И дальше в другом месте:
– Бедный Рим, повторяю тебе, бедные мы! При его жизни, даже когда он был в отсутствии, никто не осмеливался думать о переменах.
– Зато теперь… Да не допустит этого Юпитер… Несчастные законы!..
– Какие законы? Что за законы?.. Послушай-ка, Вентудей, вот этого парнишку. Он называет законами нарушения всех человеческих и божеских прав, совершенные Суллой!
– Законы?.. Кто это говорит о законах?.. Разве вы не знаете, что такое закон?.. Паутина, в которой запутывается мошка и которую разрывает оса.
– Правильно, Вентудей!
– Браво, Вентудей!
И еще дальше впереди:
– Клянусь кузницей Вулкана, я спрашиваю тебя, если тому, кто запятнан всякими гнусностями, оказали царские почести, как бы поступили, если бы завтра – да не допустит этого Юпитер! – умер Помпей Великий?..
– Вот так кузнец! Он рассуждает как перипатетик.
– Он за Мария, этот поклонник Вулкана!
– Ну хорошо, знаешь, что было бы, если бы умер Помпей?.. Его выбросили бы на ступеньки гемонской лестницы.

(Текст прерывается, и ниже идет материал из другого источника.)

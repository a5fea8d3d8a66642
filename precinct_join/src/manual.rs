/*!

This is the long-form manual for `precinct_join` and `precinctmap`.

## Inputs

Two files are joined:
* the precinct results, one row per candidate per precinct
* the precinct boundaries, as a GeoJSON `FeatureCollection`

### Results file

A semicolon-delimited file without header, with 16 columns in this order:

| index | content          | used |
|-------|------------------|------|
| 0     | state            |      |
| 1     | county id        | yes  |
| 2     | precinct id      | yes  |
| 3     | office id        | only with the `officeId` filter |
| 4     | office name      |      |
| 5     | unused           |      |
| 6     | committee code   |      |
| 7     | candidate name   |      |
| 8-9   | unused           |      |
| 10    | party code       | yes (category) |
| 11-12 | unused           |      |
| 13    | votes            | yes  |
| 14    | percentage       | yes  |
| 15    | precinct total   | yes  |

Numeric precinct ids shorter than 4 digits are padded with zeros (`7` becomes `0007`).

### Geometry file

Each feature must carry a county identifier (number or numeric string) and a
precinct identifier (string). The precinct identifier may be the local
4-character code or a longer code ending with it, such as a voting district id.

## The canonical key

Both inputs are matched on a 6-character key: the county on 2 zero-padded
digits followed by the last 4 characters of the precinct identifier. County 3
and precinct `0007` give `030007`, and so does county 3 with precinct
`270030007`. Counties must be in `0..=99` and precinct identifiers must have at
least 4 characters; anything else stops the run.

## Join policies

* `exclusionPolicy`: `excludeOnMissing` (default) drops a precinct for which a
  category has no result; `failFast` stops the run instead.
* `duplicatePolicy`: `reject` (default) stops the run when two results of the
  same category share a key; `keepFirst` keeps the first one and logs the others.

A precinct whose total is zero is always dropped. When the categories report
different totals for the same precinct, a warning is logged and the total of
the first category is used.

After the join, each kept feature gets:
* `PrecinctCountyCode`: the canonical key
* `Total`
* `<label>Votes` and `<label>Perc` for each category

and loses `PrecinctID`, `County`, `CountyID`, `CongDist`, `MNSenDist`,
`MNLegDist` and `CtyComDist`.

## Configuration

The `--config` flag takes a JSON file. All the keys are optional unless noted.

```json
{
  "outputSettings": {
    "contestName": "2024 US President",
    "outputFile": "build/map.geojson",
    "caption": "Percentage of Vote Won by DFL (%)"
  },
  "resultsSource": { "filePath": "USPresPct.txt", "delimiter": ";", "officeId": "0102" },
  "geometrySource": {
    "filePath": "mn-precincts.json",
    "countyField": "CountyID",
    "precinctField": "PrecinctID",
    "keyField": "PrecinctCountyCode",
    "stripFields": ["PrecinctID", "County", "CountyID"]
  },
  "categories": [
    { "code": "DFL", "label": "Harris" },
    { "code": "R", "label": "Trump" }
  ],
  "rules": { "exclusionPolicy": "excludeOnMissing", "duplicatePolicy": "reject" },
  "colorScale": { "bins": 11, "min": 0, "max": 100 },
  "tooltip": [ { "field": "Precinct", "alias": "Precinct:" } ]
}
```

`contestName`, `resultsSource.filePath` and `geometrySource.filePath` are
required. Paths are relative to the configuration file.

The color scale either has `bins` bins of equal width over `[min, max]`, or
the bins given by `thresholds` (a list of increasing edges). The colors are
sampled from the red to blue palette, or from `colors` (a list of `#rrggbb`
values) when provided. A value on an edge falls in the bin above it, except the
maximum which falls in the last bin.

## Output

The output is a GeoJSON `FeatureCollection` with:
* the annotated features, each with its style under `properties.style`
  (`fillColor`, `color`, `weight`, `fillOpacity`)
* `legend`: the caption and the bins with their colors
* `tooltip`: the fields to show on hover and their labels

*/
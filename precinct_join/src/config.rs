// ********* Input data structures ***********

use std::error::Error;
use std::fmt::Display;

use serde_json::Map as JSMap;
use serde_json::Value as JSValue;

/// One row of the results file: the votes of one category (party or candidate)
/// in one precinct.
///
/// Records are immutable once parsed. Their identity is the pair
/// (canonical key, category).
#[derive(PartialEq, Debug, Clone)]
pub struct VoteRecord {
    pub county_id: i64,
    pub precinct_id: String,
    pub category: String,
    pub votes: u64,
    /// Share of the precinct total, in [0, 100].
    pub percentage: f64,
    pub total: u64,
}

/// A category compared on the map.
///
/// The code is the value found in the results file (`DFL`, `R`, ...). The label
/// is used to name the fields attached to the geometry (`HarrisVotes`,
/// `HarrisPerc`, ...).
#[derive(Eq, PartialEq, Debug, Clone, Hash)]
pub struct Category {
    pub code: String,
    pub label: String,
}

impl Category {
    pub fn new(code: &str, label: &str) -> Category {
        Category {
            code: code.to_string(),
            label: label.to_string(),
        }
    }

    pub fn votes_field(&self) -> String {
        format!("{}Votes", self.label)
    }

    pub fn percentage_field(&self) -> String {
        format!("{}Perc", self.label)
    }
}

/// Checks that there is at least one category, and that no two categories
/// share a code or a label.
pub fn validate_categories(categories: &[Category]) -> Result<(), JoinError> {
    if categories.is_empty() {
        return Err(JoinError::InvalidCategories {
            reason: "no category to compare".to_string(),
        });
    }
    for (i, c) in categories.iter().enumerate() {
        for other in categories[..i].iter() {
            if other.code == c.code {
                return Err(JoinError::InvalidCategories {
                    reason: format!("code {:?} is given twice", c.code),
                });
            }
            if other.label == c.label {
                return Err(JoinError::InvalidCategories {
                    reason: format!("label {:?} is given twice", c.label),
                });
            }
        }
    }
    Ok(())
}

/// Name of the property holding the precinct total after the join.
pub const TOTAL_FIELD: &str = "Total";

/// A precinct boundary.
///
/// The geometry is never inspected: it is carried from the source document to
/// the output untouched.
#[derive(PartialEq, Debug, Clone)]
pub struct GeometryFeature {
    pub geometry: JSValue,
    pub properties: JSMap<String, JSValue>,
}

impl GeometryFeature {
    pub fn new(geometry: JSValue, properties: JSMap<String, JSValue>) -> GeometryFeature {
        GeometryFeature {
            geometry,
            properties,
        }
    }

    /// The total attached by the reconciliation, if any.
    pub fn total(&self) -> Option<u64> {
        self.properties.get(TOTAL_FIELD).and_then(|v| v.as_u64())
    }
}

// ******** Output data structures *********

/// Why a feature was left out of the annotated collection.
#[derive(Eq, PartialEq, Debug, Clone)]
pub enum ExclusionReason {
    /// No record for this category under the feature's key.
    MissingCategory(String),
    /// The precinct recorded no votes at all.
    ZeroTotal,
}

/// The totals reported for one key disagree between categories.
///
/// Not fatal: the total of the first category is used.
#[derive(Eq, PartialEq, Debug, Clone)]
pub struct DataIntegrityWarning {
    pub key: String,
    pub category: String,
    pub expected_total: u64,
    pub found_total: u64,
}

impl Display for DataIntegrityWarning {
    fn fmt(&self, f: &mut std::fmt::Formatter<'_>) -> std::fmt::Result {
        write!(
            f,
            "key {}: category {} reports a total of {} but {} was expected",
            self.key, self.category, self.found_total, self.expected_total
        )
    }
}

/// Errors that prevent the join from completing.
///
/// All of them abort the run: no partial collection is ever returned.
#[derive(Eq, PartialEq, Debug, Clone)]
pub enum JoinError {
    /// A county or precinct identifier cannot be turned into a canonical key.
    KeyFormat {
        county: String,
        precinct: String,
        reason: String,
    },
    /// Two records share the same key within a category (reject policy).
    DuplicateKey { key: String, category: String },
    /// A feature has no record for a category (fail-fast policy).
    Reconciliation { key: String, category: String },
    /// The color scale cannot be built from the given parameters.
    InvalidScale { reason: String },
    /// The compared categories are empty or would write the same fields.
    InvalidCategories { reason: String },
}

impl Error for JoinError {}

impl Display for JoinError {
    fn fmt(&self, f: &mut std::fmt::Formatter<'_>) -> std::fmt::Result {
        match self {
            JoinError::KeyFormat {
                county,
                precinct,
                reason,
            } => write!(
                f,
                "invalid identifier (county {:?}, precinct {:?}): {}",
                county, precinct, reason
            ),
            JoinError::DuplicateKey { key, category } => {
                write!(f, "duplicate key {} in category {}", key, category)
            }
            JoinError::Reconciliation { key, category } => {
                write!(f, "no result for key {} in category {}", key, category)
            }
            JoinError::InvalidScale { reason } => write!(f, "invalid color scale: {}", reason),
            JoinError::InvalidCategories { reason } => write!(f, "invalid categories: {}", reason),
        }
    }
}

// ********* Configuration **********

/// What to do with a feature when one of the categories has no record for it.
#[derive(Eq, PartialEq, Debug, Clone, Copy)]
pub enum ExclusionPolicy {
    /// Move the feature to the excluded set.
    ExcludeOnMissing,
    /// Abort the whole run.
    FailFast,
}

/// What to do when two records of the same category share a key.
#[derive(Eq, PartialEq, Debug, Clone, Copy)]
pub enum DuplicatePolicy {
    Reject,
    KeepFirst,
}

#[derive(Eq, PartialEq, Debug, Clone)]
pub struct JoinRules {
    pub exclusion_policy: ExclusionPolicy,
    pub duplicate_policy: DuplicatePolicy,
}

impl JoinRules {
    pub const DEFAULT_RULES: JoinRules = JoinRules {
        exclusion_policy: ExclusionPolicy::ExcludeOnMissing,
        duplicate_policy: DuplicatePolicy::Reject,
    };
}

/// The names of the feature properties read and written by the join.
#[derive(Eq, PartialEq, Debug, Clone)]
pub struct FeatureFields {
    pub county_field: String,
    pub precinct_field: String,
    /// Property receiving the canonical key.
    pub key_field: String,
    /// Source-only properties removed once the feature is joined.
    pub strip_fields: Vec<String>,
}

impl Default for FeatureFields {
    fn default() -> Self {
        FeatureFields {
            county_field: "CountyID".to_string(),
            precinct_field: "PrecinctID".to_string(),
            key_field: "PrecinctCountyCode".to_string(),
            strip_fields: [
                "PrecinctID",
                "County",
                "CountyID",
                "CongDist",
                "MNSenDist",
                "MNLegDist",
                "CtyComDist",
            ]
            .iter()
            .map(|s| s.to_string())
            .collect(),
        }
    }
}
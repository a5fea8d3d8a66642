use std::path::{Path, PathBuf};

use crate::precinct::*;

pub fn simplify_file_name(path: &str) -> String {
    Path::new(path)
        .file_name()
        .and_then(|s| s.to_str())
        .unwrap_or(path)
        .to_string()
}

/// Resolves a path from the configuration file against the directory of that
/// file. Absolute paths are kept.
pub fn resolve_path(root: &Path, file_path: &str) -> String {
    let p: PathBuf = [root, Path::new(file_path)].iter().collect();
    p.as_path().display().to_string()
}

/// Zero-fills purely numeric precinct ids to 4 digits. The results file may
/// drop the leading zeros of the local precinct code.
pub fn pad_precinct_id(raw: &str) -> String {
    if !raw.is_empty() && raw.len() < 4 && raw.chars().all(|c| c.is_ascii_digit()) {
        format!("{:0>4}", raw)
    } else {
        raw.to_string()
    }
}

/// Writes the document to the given path, or to the standard output for
/// `stdout`.
pub fn write_output(out: &str, contents: &str) -> BMapResult<()> {
    if out == "stdout" {
        println!("{}", contents);
    } else {
        info!("Writing map to {:?}", out);
        fs::write(out, contents).context(WritingFileSnafu { path: out })?;
    }
    Ok(())
}

#[cfg(test)]
mod tests {
    use super::*;

    #[test]
    fn pads_numeric_ids_only() {
        assert_eq!(pad_precinct_id("7"), "0007");
        assert_eq!(pad_precinct_id("0130"), "0130");
        assert_eq!(pad_precinct_id("12345"), "12345");
        assert_eq!(pad_precinct_id("A1"), "A1");
        assert_eq!(pad_precinct_id(""), "");
    }

    #[test]
    fn resolves_relative_paths() {
        assert_eq!(resolve_path(Path::new("/data/mn"), "USPresPct.txt"), "/data/mn/USPresPct.txt");
        assert_eq!(resolve_path(Path::new("/data/mn"), "/tmp/x.json"), "/tmp/x.json");
        assert_eq!(simplify_file_name("/data/mn/USPresPct.txt"), "USPresPct.txt");
    }

    #[test]
    fn writes_to_a_file_or_stdout() {
        let dir = tempfile::tempdir().unwrap();
        let out = dir.path().join("map.geojson").display().to_string();
        write_output(&out, "{}").unwrap();
        assert_eq!(fs::read_to_string(&out).unwrap(), "{}");
        write_output("stdout", "{}").unwrap();
        assert!(!dir.path().join("stdout").exists());
        let missing = dir.path().join("no/such/dir/map.geojson").display().to_string();
        match write_output(&missing, "{}") {
            Err(e) => assert!(matches!(*e, MapError::WritingFile { .. })),
            Ok(_) => panic!("expected an error"),
        }
    }
}
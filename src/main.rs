mod args;
mod precinct;

use clap::Parser;
use log::info;
use snafu::ErrorCompat;

use crate::args::Args;

fn main() {
    let args = Args::parse();

    let default_level = if args.verbose { "debug" } else { "info" };
    env_logger::Builder::from_env(env_logger::Env::default().default_filter_or(default_level))
        .init();
    info!("args: {:?}", args);

    if let Err(e) = precinct::run_map(&args) {
        eprintln!("An error occured: {}", e);
        if let Some(bt) = ErrorCompat::backtrace(&*e) {
            eprintln!("trace: {}", bt);
        }
        std::process::exit(1);
    }
}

– И это было бы справедливо!..
– Кто в наше время будет учить граждан честности и добродетели, когда только пороки обеспечивают счастье и могущество при жизни и апофеоз после смерти?
– Ты прав!.. Пусть добродетель идет в лупанар, там ей место!
– Вниз, с Тарпейской скалы[80] справедливость!
– Тряпичнику такую дрянь на лоскуты!..
– Со скалы достоинство и доблесть!
– Да здравствует Сулла!
– Да здравствует свобода – сестра палача!..
– Да здравствует навеки нерушимость законов двенадцати таблиц, которые теперь стали похожи на плащ Диогена!.. Они так продырявлены ударами патрицианских мечей, что на них нельзя ничего больше прочитать.
– На это только и годны законы. Их толкует прихоть, а это значит гораздо больше, чем толкования юристов!
Непрерывные насмешки и злые остроты сыпались против олигархов, подобно дротикам, по мере того как Спартак приближался к Ратуменским воротам, где столпились провожатые, шедшие в хвосте, когда кортеж спускался к Марсову полю; при возвращении они оказались первыми. Большинство из них были плебеи – ненавистники и ярые враги Суллы, явившиеся на похороны лишь из любопытства.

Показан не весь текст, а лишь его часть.